HOW TO COMPLETE THIS TASK: Without changing a single character, write out every record below.

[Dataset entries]
[Start of section]

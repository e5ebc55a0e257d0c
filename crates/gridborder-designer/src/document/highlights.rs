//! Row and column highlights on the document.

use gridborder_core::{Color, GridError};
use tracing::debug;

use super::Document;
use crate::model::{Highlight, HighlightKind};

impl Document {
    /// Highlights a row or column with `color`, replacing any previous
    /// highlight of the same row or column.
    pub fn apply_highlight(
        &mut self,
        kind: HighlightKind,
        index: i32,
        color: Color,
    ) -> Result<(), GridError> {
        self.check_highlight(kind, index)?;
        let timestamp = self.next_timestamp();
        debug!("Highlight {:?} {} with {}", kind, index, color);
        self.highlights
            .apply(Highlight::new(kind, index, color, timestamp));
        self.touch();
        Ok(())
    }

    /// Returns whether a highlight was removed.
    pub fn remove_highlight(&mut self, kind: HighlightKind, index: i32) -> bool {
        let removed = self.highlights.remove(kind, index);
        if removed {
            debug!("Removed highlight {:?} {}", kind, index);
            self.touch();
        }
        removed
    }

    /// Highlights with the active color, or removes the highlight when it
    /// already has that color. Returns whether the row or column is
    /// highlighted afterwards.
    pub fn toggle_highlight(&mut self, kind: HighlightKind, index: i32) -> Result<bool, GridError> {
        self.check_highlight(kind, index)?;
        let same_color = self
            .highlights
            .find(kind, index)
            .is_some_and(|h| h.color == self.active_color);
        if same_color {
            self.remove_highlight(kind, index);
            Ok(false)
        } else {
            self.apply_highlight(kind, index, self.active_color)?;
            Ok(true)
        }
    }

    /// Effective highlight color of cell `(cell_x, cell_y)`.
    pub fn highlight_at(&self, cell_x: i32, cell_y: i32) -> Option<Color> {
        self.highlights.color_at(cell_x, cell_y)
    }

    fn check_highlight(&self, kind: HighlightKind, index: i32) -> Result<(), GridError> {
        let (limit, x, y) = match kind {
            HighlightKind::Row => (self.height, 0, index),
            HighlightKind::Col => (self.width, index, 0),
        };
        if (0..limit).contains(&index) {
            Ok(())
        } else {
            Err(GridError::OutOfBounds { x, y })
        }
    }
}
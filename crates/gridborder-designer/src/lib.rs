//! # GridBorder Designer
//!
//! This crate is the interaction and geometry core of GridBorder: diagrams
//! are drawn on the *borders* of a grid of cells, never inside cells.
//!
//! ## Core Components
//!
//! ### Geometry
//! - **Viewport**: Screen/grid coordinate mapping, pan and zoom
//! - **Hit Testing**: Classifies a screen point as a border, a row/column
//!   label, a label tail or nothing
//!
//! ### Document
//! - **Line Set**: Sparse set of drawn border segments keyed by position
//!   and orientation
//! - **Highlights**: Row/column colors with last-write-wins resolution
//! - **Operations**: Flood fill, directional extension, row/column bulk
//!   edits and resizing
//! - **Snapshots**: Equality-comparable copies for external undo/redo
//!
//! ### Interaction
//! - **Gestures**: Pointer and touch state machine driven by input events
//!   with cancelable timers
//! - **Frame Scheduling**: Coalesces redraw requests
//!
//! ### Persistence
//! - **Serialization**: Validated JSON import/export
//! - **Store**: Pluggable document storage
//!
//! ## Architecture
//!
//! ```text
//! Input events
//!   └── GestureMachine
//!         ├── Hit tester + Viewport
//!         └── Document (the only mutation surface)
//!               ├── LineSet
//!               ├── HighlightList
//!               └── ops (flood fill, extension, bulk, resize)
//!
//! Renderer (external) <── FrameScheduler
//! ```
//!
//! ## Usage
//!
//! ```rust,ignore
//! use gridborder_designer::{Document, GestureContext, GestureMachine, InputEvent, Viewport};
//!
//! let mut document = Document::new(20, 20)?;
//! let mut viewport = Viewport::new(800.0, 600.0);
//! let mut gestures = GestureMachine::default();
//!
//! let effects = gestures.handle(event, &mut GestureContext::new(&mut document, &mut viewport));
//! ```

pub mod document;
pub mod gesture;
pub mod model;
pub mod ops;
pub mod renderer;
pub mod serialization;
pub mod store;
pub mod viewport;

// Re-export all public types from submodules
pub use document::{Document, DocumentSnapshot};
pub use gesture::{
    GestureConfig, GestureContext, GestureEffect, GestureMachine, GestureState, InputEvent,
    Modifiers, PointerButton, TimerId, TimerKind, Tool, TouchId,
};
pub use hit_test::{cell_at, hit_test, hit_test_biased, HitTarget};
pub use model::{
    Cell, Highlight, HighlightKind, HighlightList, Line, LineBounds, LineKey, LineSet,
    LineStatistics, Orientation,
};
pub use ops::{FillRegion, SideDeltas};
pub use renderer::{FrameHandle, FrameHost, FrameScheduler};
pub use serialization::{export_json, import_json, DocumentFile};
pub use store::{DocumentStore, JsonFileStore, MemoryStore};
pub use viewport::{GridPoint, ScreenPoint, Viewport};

[End of section]

EXERCISE OUTPUT:
repository e5ebc55a0e257d0c
filename crates/gridborder-designer/src/document/highlights.rs
//! Row and column highlights on the document.

use gridborder_core::{Color, GridError};
use tracing::debug;

use super::Document;
use crate::model::{Highlight, HighlightKind};

impl Document {
    /// Highlights a row or column with `color`, replacing any previous
    /// highlight of the same row or column.
    pub fn apply_highlight(
        &mut self,
        kind: HighlightKind,
        index: i32,
        color: Color,
    ) -> Result<(), GridError> {
        self.check_highlight(kind, index)?;
        let timestamp = self.next_timestamp();
        debug!("Highlight {:?} {} with {}", kind, index, color);
        self.highlights
            .apply(Highlight::new(kind, index, color, timestamp));
        self.touch();
        Ok(())
    }

    /// Returns whether a highlight was removed.
    pub fn remove_highlight(&mut self, kind: HighlightKind, index: i32) -> bool {
        let removed = self.highlights.remove(kind, index);
        if removed {
            debug!("Removed highlight {:?} {}", kind, index);
            self.touch();
        }
        removed
    }

    /// Highlights with the active color, or removes the highlight when it
    /// already has that color. Returns whether the row or column is
    /// highlighted afterwards.
    pub fn toggle_highlight(&mut self, kind: HighlightKind, index: i32) -> Result<bool, GridError> {
        self.check_highlight(kind, index)?;
        let same_color = self
            .highlights
            .find(kind, index)
            .is_some_and(|h| h.color == self.active_color);
        if same_color {
            self.remove_highlight(kind, index);
            Ok(false)
        } else {
            self.apply_highlight(kind, index, self.active_color)?;
            Ok(true)
        }
    }

    /// Effective highlight color of cell `(cell_x, cell_y)`.
    pub fn highlight_at(&self, cell_x: i32, cell_y: i32) -> Option<Color> {
        self.highlights.color_at(cell_x, cell_y)
    }

    fn check_highlight(&self, kind: HighlightKind, index: i32) -> Result<(), GridError> {
        let (limit, x, y) = match kind {
            HighlightKind::Row => (self.height, 0, index),
            HighlightKind::Col => (self.width, index, 0),
        };
        if (0..limit).contains(&index) {
            Ok(())
        } else {
            Err(GridError::OutOfBounds { x, y })
        }
    }
}
filename crates/gridborder-designer/src/lib.rs
//! # GridBorder Designer
//!
//! This crate is the interaction and geometry core of GridBorder: diagrams
//! are drawn on the *borders* of a grid of cells, never inside cells.
//!
//! ## Core Components
//!
//! ### Geometry
//! - **Viewport**: Screen/grid coordinate mapping, pan and zoom
//! - **Hit Testing**: Classifies a screen point as a border, a row/column
//!   label, a label tail or nothing
//!
//! ### Document
//! - **Line Set**: Sparse set of drawn border segments keyed by position
//!   and orientation
//! - **Highlights**: Row/column colors with last-write-wins resolution
//! - **Operations**: Flood fill, directional extension, row/column bulk
//!   edits and resizing
//! - **Snapshots**: Equality-comparable copies for external undo/redo
//!
//! ### Interaction
//! - **Gestures**: Pointer and touch state machine driven by input events
//!   with cancelable timers
//! - **Frame Scheduling**: Coalesces redraw requests
//!
//! ### Persistence
//! - **Serialization**: Validated JSON import/export
//! - **Store**: Pluggable document storage
//!
//! ## Architecture
//!
//! ```text
//! Input events
//!   └── GestureMachine
//!         ├── Hit tester + Viewport
//!         └── Document (the only mutation surface)
//!               ├── LineSet
//!               ├── HighlightList
//!               └── ops (flood fill, extension, bulk, resize)
//!
//! Renderer (external) <── FrameScheduler
//! ```
//!
//! ## Usage
//!
//! ```rust,ignore
//! use gridborder_designer::{Document, GestureContext, GestureMachine, InputEvent, Viewport};
//!
//! let mut document = Document::new(20, 20)?;
//! let mut viewport = Viewport::new(800.0, 600.0);
//! let mut gestures = GestureMachine::default();
//!
//! let effects = gestures.handle(event, &mut GestureContext::new(&mut document, &mut viewport));
//! ```

pub mod document;
pub mod gesture;
pub mod model;
pub mod ops;
pub mod renderer;
pub mod serialization;
pub mod store;
pub mod viewport;

// Re-export all public types from submodules
pub use document::{Document, DocumentSnapshot};
pub use gesture::{
    GestureConfig, GestureContext, GestureEffect, GestureMachine, GestureState, InputEvent,
    Modifiers, PointerButton, TimerId, TimerKind, Tool, TouchId,
};
pub use hit_test::{cell_at, hit_test, hit_test_biased, HitTarget};
pub use model::{
    Cell, Highlight, HighlightKind, HighlightList, Line, LineBounds, LineKey, LineSet,
    LineStatistics, Orientation,
};
pub use ops::{FillRegion, SideDeltas};
pub use renderer::{FrameHandle, FrameHost, FrameScheduler};
pub use serialization::{export_json, import_json, DocumentFile};
pub use store::{DocumentStore, JsonFileStore, MemoryStore};
pub use viewport::{GridPoint, ScreenPoint, Viewport};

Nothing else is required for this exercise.